## N-gram Text Generation

In this assignment we'll generate text via various n-gram models. See the README for full instructions. For this whole assignment use a tokenization that folds to lowercase and removes tokens where `isalpha` is False. 

In [1]:
import nltk
import random
from nltk.book import *
from collections import Counter
from collections import defaultdict

*** Introductory Examples for the NLTK Book ***
Loading text1, ..., text9 and sent1, ..., sent9
Type the name of the text or sentence to view it.
Type: 'texts()' or 'sents()' to list the materials.
text1: Moby Dick by Herman Melville 1851
text2: Sense and Sensibility by Jane Austen 1811
text3: The Book of Genesis
text4: Inaugural Address Corpus
text5: Chat Corpus
text6: Monty Python and the Holy Grail
text7: Wall Street Journal
text8: Personals Corpus
text9: The Man Who Was Thursday by G . K . Chesterton 1908


In [2]:
# In this assignment, I recommend you use the random.choices function. 
# here are some examples of its use.
values = "a b c d e f g".split()
weights = [1,1,5,5,10,10,20]

In [3]:
random.choices(population=values,weights=weights,k=5)

['e', 'f', 'f', 'd', 'c']

In [4]:
from collections import Counter

Counter(random.choices(population=values,weights=weights,k=1000)).most_common(10)

[('g', 412),
 ('f', 199),
 ('e', 183),
 ('d', 89),
 ('c', 87),
 ('b', 17),
 ('a', 13)]

Now, write a function that generates text of a given length, using the probabilistic approach to glue one word to another. Have it start with a text and the desired length of the output.

In [21]:
def generate_unigram_text(text,length=10) :
    
    # tokenize the text here, 
    # 1. fold to lowercase
    # 2. remove any tokens where isalpha is False
    
    words = [i.lower() for i in text
              if i.isalpha()]
    
    # Now use random.choices to select `length` words and return them 
    
    nonsense = random.choices(population = words, k = length)
    
    return(' '.join(nonsense))



Now play around with the various texts, generating nonsense sentences from them. 

In [22]:
generate_unigram_text(text1)

'torrid with secured dismal the ahead to d than hole'

In [23]:
generate_unigram_text(text2)

'thousand my him cannot do they been s end else'

In [24]:
generate_unigram_text(text5)

'bored so the action dawnstar and wanna so pic hmm'

Now do the same thing, but have it work with bigrams.

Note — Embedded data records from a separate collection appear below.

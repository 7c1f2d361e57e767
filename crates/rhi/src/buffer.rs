//! Host-visible vertex buffers.
//!
//! Memory comes from gpu-allocator in `CpuToGpu` so the data can be written
//! through the persistent mapping without a staging copy.
//!
//! # Example
//!
//! ```no_run
//! use std::sync::Arc;
//! use swapframe_rhi::device::Device;
//! use swapframe_rhi::buffer::VertexBuffer;
//!
//! # fn example(device: Arc<Device>) -> Result<(), swapframe_rhi::RhiError> {
//! let positions: [[f32; 2]; 3] = [[0.0, -0.5], [0.5, 0.5], [-0.5, 0.5]];
//! let buffer = VertexBuffer::new(device, &positions)?;
//! assert_eq!(buffer.vertex_count(), 3);
//! # Ok(())
//! # }
//! ```

use std::sync::Arc;

use ash::vk;
use gpu_allocator::MemoryLocation;
use gpu_allocator::vulkan::{Allocation, AllocationCreateDesc, AllocationScheme};
use tracing::{debug, error};

use crate::device::Device;
use crate::error::{RhiError, RhiResult};

/// Fewest vertices a triangle-list draw can use.
pub const MIN_VERTEX_COUNT: usize = 3;

/// Vertex buffer filled once at creation.
pub struct VertexBuffer {
    device: Arc<Device>,
    buffer: vk::Buffer,
    allocation: Option<Allocation>,
    size: vk::DeviceSize,
    vertex_count: u32,
}

impl VertexBuffer {
    /// Creates a buffer holding `vertices`.
    ///
    /// # Errors
    ///
    /// [`RhiError::InvalidHandle`] for fewer than [`MIN_VERTEX_COUNT`]
    /// vertices; creation or allocation errors otherwise.
    pub fn new<T: bytemuck::Pod>(device: Arc<Device>, vertices: &[T]) -> RhiResult<Self> {
        if vertices.len() < MIN_VERTEX_COUNT {
            return Err(RhiError::InvalidHandle(format!(
                "Vertex count must be at least {}, got {}",
                MIN_VERTEX_COUNT,
                vertices.len()
            )));
        }

        let data: &[u8] = bytemuck::cast_slice(vertices);
        let size = data.len() as vk::DeviceSize;

        let buffer_info = vk::BufferCreateInfo::default()
            .size(size)
            .usage(vk::BufferUsageFlags::VERTEX_BUFFER)
            .sharing_mode(vk::SharingMode::EXCLUSIVE);

        let buffer = unsafe {
            device
                .handle()
                .create_buffer(&buffer_info, None)
                .map_err(RhiError::creating("vertex buffer"))?
        };

        let mut vertex_buffer = Self {
            device,
            buffer,
            allocation: None,
            size,
            vertex_count: vertices.len() as u32,
        };

        let requirements = unsafe {
            vertex_buffer
                .device
                .handle()
                .get_buffer_memory_requirements(buffer)
        };

        let allocation = vertex_buffer.device.allocator()?.allocate(&AllocationCreateDesc {
            name: "vertex_buffer",
            requirements,
            location: MemoryLocation::CpuToGpu,
            linear: true,
            allocation_scheme: AllocationScheme::GpuAllocatorManaged,
        })?;

        let (memory, offset) = unsafe { (allocation.memory(), allocation.offset()) };
        vertex_buffer.allocation = Some(allocation);

        unsafe {
            vertex_buffer
                .device
                .handle()
                .bind_buffer_memory(buffer, memory, offset)?;
        }

        vertex_buffer.write(data)?;

        debug!(
            "Created vertex buffer: {} vertices, {} bytes",
            vertex_buffer.vertex_count, size
        );

        Ok(vertex_buffer)
    }

    fn write(&self, data: &[u8]) -> RhiResult<()> {
        if data.len() as vk::DeviceSize > self.size {
            return Err(RhiError::InvalidHandle(format!(
                "Write of {} bytes exceeds buffer size {}",
                data.len(),
                self.size
            )));
        }

        let mapped_ptr = self
            .allocation
            .as_ref()
            .and_then(Allocation::mapped_ptr)
            .ok_or_else(|| RhiError::InvalidHandle("Buffer memory is not mapped".to_string()))?;

        unsafe {
            std::ptr::copy_nonoverlapping(
                data.as_ptr(),
                mapped_ptr.as_ptr() as *mut u8,
                data.len(),
            );
        }

        Ok(())
    }

    #[inline]
    pub fn handle(&self) -> vk::Buffer {
        self.buffer
    }

    #[inline]
    pub fn vertex_count(&self) -> u32 {
        self.vertex_count
    }
}

impl Drop for VertexBuffer {
    fn drop(&mut self) {
        unsafe {
            self.device.handle().destroy_buffer(self.buffer, None);
        }

        if let Some(allocation) = self.allocation.take() {
            match self.device.allocator() {
                Ok(mut allocator) => {
                    if let Err(e) = allocator.free(allocation) {
                        error!("Failed to free vertex buffer allocation: {:?}", e);
                    }
                }
                Err(e) => error!("Leaking vertex buffer allocation: {}", e),
            }
        }

        debug!("Destroyed vertex buffer ({} vertices)", self.vertex_count);
    }
}
//! Per-frame render loop and swap chain recreation.
//!
//! ```text
//! Running   --acquire--> Ready     --record, submit--> Submitted --present--> Running
//! Running   --acquire--> OutOfDate --recreate--> Running (frame skipped)
//! Submitted --present--> OutOfDate | Suboptimal | resized --recreate--> Running
//! ```
//!
//! Any error from acquire, submit, present or recreation is fatal and is
//! returned to the caller.

use ash::vk;
use tracing::{debug, error, info};

use swapframe_core::FrameTimer;
use swapframe_rhi::command::{full_scissor, full_viewport};
use swapframe_rhi::swapchain::AcquireStatus;
use swapframe_rhi::{RhiError, RhiResult};

use crate::backend::{BoundPipeline, CommandRecorder, PresentTarget, RenderBackend};
use crate::model::Model;
use crate::push_constants::{ANIMATION_PERIOD, PushConstantBlock};
use crate::window::WindowSurface;

/// Background color of every frame.
pub const CLEAR_COLOR: [f32; 4] = [0.01, 0.01, 0.01, 1.0];

/// What [`FrameOrchestrator::draw_frame`] did.
#[derive(Clone, Copy, Debug, PartialEq, Eq)]
pub enum FrameOutcome {
    /// The frame was shown and the swap chain was not replaced.
    Presented,
    /// Acquire reported out-of-date; nothing was recorded and the swap
    /// chain was recreated unless the window closed while minimized.
    Skipped,
    /// The frame was shown, then the swap chain was replaced.
    PresentedThenRecreated,
}

/// Clear values in render pass attachment order: color, depth.
pub fn clear_values() -> [vk::ClearValue; 2] {
    [
        vk::ClearValue {
            color: vk::ClearColorValue {
                float32: CLEAR_COLOR,
            },
        },
        vk::ClearValue {
            depth_stencil: vk::ClearDepthStencilValue {
                depth: 1.0,
                stencil: 0,
            },
        },
    ]
}

fn is_zero_area(extent: vk::Extent2D) -> bool {
    extent.width == 0 || extent.height == 0
}

/// Owns the current swap chain, pipeline and command buffers and drives
/// them one frame at a time.
///
/// `command_buffers` always has one entry per swap chain image outside of
/// [`Self::recreate_swap_chain`], and the pipeline is always bound to the
/// swap chain's current render pass.
pub struct FrameOrchestrator<B: RenderBackend, W: WindowSurface, M: Model> {
    swap_chain: Option<B::SwapChain>,
    pipeline: Option<B::Pipeline>,
    command_buffers: Vec<B::Commands>,
    // Model data goes before the backend that owns the device.
    model: M,
    backend: B,
    window: W,
    draw_instances: u32,
    frame_number: u32,
    timer: FrameTimer,
}

impl<B: RenderBackend, W: WindowSurface, M: Model> FrameOrchestrator<B, W, M> {
    /// Creates the first swap chain, its pipeline and command buffers.
    ///
    /// Waits for a non-zero window extent first.
    ///
    /// # Errors
    ///
    /// Any creation failure, or [`RhiError::SwapchainError`] if the window
    /// is closed before it ever had a drawable size.
    pub fn new(mut backend: B, mut window: W, model: M, draw_instances: u32) -> RhiResult<Self> {
        let extent = wait_for_drawable_extent(&mut window).ok_or_else(|| {
            RhiError::SwapchainError("Window closed before the first frame".to_string())
        })?;

        let swap_chain = backend.create_swap_chain(extent, None)?;
        let pipeline = backend.create_pipeline(swap_chain.render_pass())?;
        let command_buffers = backend.allocate_command_buffers(swap_chain.image_count())?;

        info!(
            "Frame loop ready: {}x{}, {} images, {} draw instance(s)",
            extent.width,
            extent.height,
            swap_chain.image_count(),
            draw_instances
        );

        Ok(Self {
            swap_chain: Some(swap_chain),
            pipeline: Some(pipeline),
            command_buffers,
            model,
            backend,
            window,
            draw_instances,
            frame_number: 0,
            timer: FrameTimer::default(),
        })
    }

    /// Polls events and draws until the window asks to close, then waits
    /// for the device to go idle.
    pub fn run(&mut self) -> RhiResult<()> {
        info!("Entering render loop");

        while !self.window.should_close() {
            self.window.poll_events();
            // Polling may have delivered the close request.
            if self.window.should_close() {
                break;
            }
            self.draw_frame()?;
        }

        self.backend.wait_idle()?;
        info!("Render loop finished");
        Ok(())
    }

    /// Acquires, records, submits and presents one frame.
    pub fn draw_frame(&mut self) -> RhiResult<FrameOutcome> {
        let status = self.swap_chain_mut()?.acquire_next_image()?;

        let image_index = match status {
            AcquireStatus::OutOfDate => {
                debug!("Swap chain out of date on acquire, skipping frame");
                self.recreate_swap_chain()?;
                return Ok(FrameOutcome::Skipped);
            }
            AcquireStatus::Suboptimal(index) => {
                debug!("Acquired image {} from a suboptimal swap chain", index);
                index
            }
            AcquireStatus::Ready(index) => index,
        };

        self.record_command_buffer(image_index)?;

        let commands = self.command_buffer(image_index)?.handle();
        let swap_chain = self.swap_chain_mut()?;
        swap_chain.submit(image_index, commands)?;
        let present_status = swap_chain.present(image_index)?;

        self.frame_number = (self.frame_number + 1) % ANIMATION_PERIOD;
        if let Some(stats) = self.timer.record_frame() {
            info!(
                "{:.1} fps ({:.2} ms/frame)",
                stats.fps(),
                stats.frame_time_ms()
            );
        }

        if present_status.needs_recreation() || self.window.was_resized() {
            debug!(
                "Recreating after present (status {:?}, resized {})",
                present_status,
                self.window.was_resized()
            );
            self.window.reset_resized_flag();
            if self.recreate_swap_chain()? {
                return Ok(FrameOutcome::PresentedThenRecreated);
            }
        }

        Ok(FrameOutcome::Presented)
    }

    /// Replaces the swap chain, command buffers (if the image count
    /// changed) and pipeline for the current window extent.
    ///
    /// Blocks while the window is minimized. Returns `false` without
    /// touching anything if the window is closed during that wait.
    pub fn recreate_swap_chain(&mut self) -> RhiResult<bool> {
        let Some(extent) = wait_for_drawable_extent(&mut self.window) else {
            info!("Window closed while minimized, abandoning swap chain recreation");
            return Ok(false);
        };

        self.backend.wait_idle()?;

        let previous = self.swap_chain.take();
        let swap_chain = self.backend.create_swap_chain(extent, previous)?;

        let image_count = swap_chain.image_count();
        if image_count != self.command_buffers.len() {
            debug!(
                "Image count changed {} -> {}, reallocating command buffers",
                self.command_buffers.len(),
                image_count
            );
            let old = std::mem::take(&mut self.command_buffers);
            self.backend.free_command_buffers(old);
            self.command_buffers = self.backend.allocate_command_buffers(image_count)?;
        }

        // The old pipeline goes before its replacement is built.
        self.pipeline = None;
        self.pipeline = Some(self.backend.create_pipeline(swap_chain.render_pass())?);
        self.swap_chain = Some(swap_chain);

        info!(
            "Swap chain recreated: {}x{}, {} images",
            extent.width, extent.height, image_count
        );

        Ok(true)
    }

    fn record_command_buffer(&self, image_index: u32) -> RhiResult<()> {
        let swap_chain = self.swap_chain()?;
        let pipeline = self.pipeline()?;
        let commands = self.command_buffer(image_index)?;

        debug_assert_eq!(pipeline.render_pass(), swap_chain.render_pass());

        let extent = swap_chain.extent();
        let clear_values = clear_values();

        commands.begin()?;
        commands.begin_render_pass(
            swap_chain.render_pass(),
            swap_chain.framebuffer(image_index),
            extent,
            &clear_values,
        );

        // Dynamic state is not part of the pipeline; set it every frame.
        commands.set_viewport(&full_viewport(extent));
        commands.set_scissor(&full_scissor(extent));

        pipeline.bind(commands);
        self.model.bind(commands);

        for instance in 0..self.draw_instances {
            let push = PushConstantBlock::for_instance(self.frame_number, instance);
            commands.push_constants(
                pipeline.layout(),
                PushConstantBlock::stages(),
                0,
                push.as_bytes(),
            );
            self.model.draw(commands);
        }

        commands.end_render_pass();
        commands.end()
    }

    fn command_buffer(&self, image_index: u32) -> RhiResult<&B::Commands> {
        self.command_buffers
            .get(image_index as usize)
            .ok_or_else(|| {
                RhiError::InvalidHandle(format!(
                    "No command buffer for image {} ({} allocated)",
                    image_index,
                    self.command_buffers.len()
                ))
            })
    }

    fn swap_chain_mut(&mut self) -> RhiResult<&mut B::SwapChain> {
        self.swap_chain
            .as_mut()
            .ok_or_else(|| RhiError::SwapchainError("No swap chain".to_string()))
    }

    /// Current swap chain.
    pub fn swap_chain(&self) -> RhiResult<&B::SwapChain> {
        self.swap_chain
            .as_ref()
            .ok_or_else(|| RhiError::SwapchainError("No swap chain".to_string()))
    }

    /// Pipeline bound to the current swap chain's render pass.
    pub fn pipeline(&self) -> RhiResult<&B::Pipeline> {
        self.pipeline
            .as_ref()
            .ok_or_else(|| RhiError::PipelineError("No pipeline".to_string()))
    }

    /// Image count of the current swap chain, 0 if there is none.
    pub fn image_count(&self) -> usize {
        self.swap_chain
            .as_ref()
            .map_or(0, PresentTarget::image_count)
    }

    pub fn command_buffers(&self) -> &[B::Commands] {
        &self.command_buffers
    }

    /// Animation frame, wrapping at [`ANIMATION_PERIOD`].
    pub fn frame_number(&self) -> u32 {
        self.frame_number
    }
}

impl<B: RenderBackend, W: WindowSurface, M: Model> Drop for FrameOrchestrator<B, W, M> {
    fn drop(&mut self) {
        if let Err(e) = self.backend.wait_idle() {
            error!("Failed to wait for device idle during shutdown: {}", e);
        }

        self.swap_chain = None;
        self.pipeline = None;
        let command_buffers = std::mem::take(&mut self.command_buffers);
        self.backend.free_command_buffers(command_buffers);

        info!("Frame loop resources released");
    }
}

/// Current extent, waiting on events while it has zero area.
///
/// `None` if the window asks to close first.
fn wait_for_drawable_extent<W: WindowSurface>(window: &mut W) -> Option<vk::Extent2D> {
    let mut extent = window.extent();

    if is_zero_area(extent) {
        debug!("Window minimized, waiting for a drawable size");
    }

    while is_zero_area(extent) {
        if window.should_close() {
            return None;
        }
        window.wait_events();
        extent = window.extent();
    }

    Some(extent)
}

#[cfg(test)]
mod tests {
    use super::*;

    #[test]
    fn test_clear_values() {
        let [color, depth] = clear_values();
        unsafe {
            assert_eq!(color.color.float32, [0.01, 0.01, 0.01, 1.0]);
            assert_eq!(depth.depth_stencil.depth, 1.0);
            assert_eq!(depth.depth_stencil.stencil, 0);
        }
    }

    #[test]
    fn test_zero_area() {
        assert!(is_zero_area(vk::Extent2D { width: 0, height: 0 }));
        assert!(is_zero_area(vk::Extent2D { width: 640, height: 0 }));
        assert!(!is_zero_area(vk::Extent2D { width: 640, height: 480 }));
    }
}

This is harder, since you have a "current word" you want to glue text onto. The parameter "start" will give you a word to start with. 

In [25]:
def generate_bigram_text(text,length=10,start=None) :
    
    uni_fd = FreqDist(text)

    if not start :
        # Select a starting point here. 
        words = []
        for i in text:
            if i.isalpha():
                words.append(i)
        start = random.choice(words)
        
    else :
        if start not in uni_fd :
            print(f"The starting word, {start}, isn't in the text!")
            return("")
    
    # here we'll need the frequency distribution for the bigrams   
    
    
    results = [] # the results of your text generator
    
    results.append(start)
    
    bigram_list = list(bigrams(words))
    
    d = defaultdict(list)
    
    
    for key, value in bigram_list:
        d[key].append(value)
        
    key_list = list(d.keys())
    value_list = list(d.values())
    
    count = 0
    
    #the loop will stop after the tenth word gets added to the results variable.
    #it will use the start variable as the start word, randomly choose a value from the values list,
    #add it to the results list, then assign a different value to the start variable, append that new value,
    #and continue unitl there are 10 values in "results"
    
    while count < length - 1:
        pos = key_list.index(start)
        word = random.choice(value_list[pos])
        results.append(word)
        start = word
        count += 1

   
    
    # here you'll build up results by randomly selecting
    # bigrams that "chain" on to the last word in results
    
    
    return(" ".join(results))

In [26]:
generate_bigram_text(text1)

'by cords woven verdant land or Case While Daggoo was'

In [27]:
generate_bigram_text(text2)

'married till they were any curiosity on her four weeks'

In [28]:
generate_bigram_text(text5)

'was off your poor thing It Rang dont like xbox'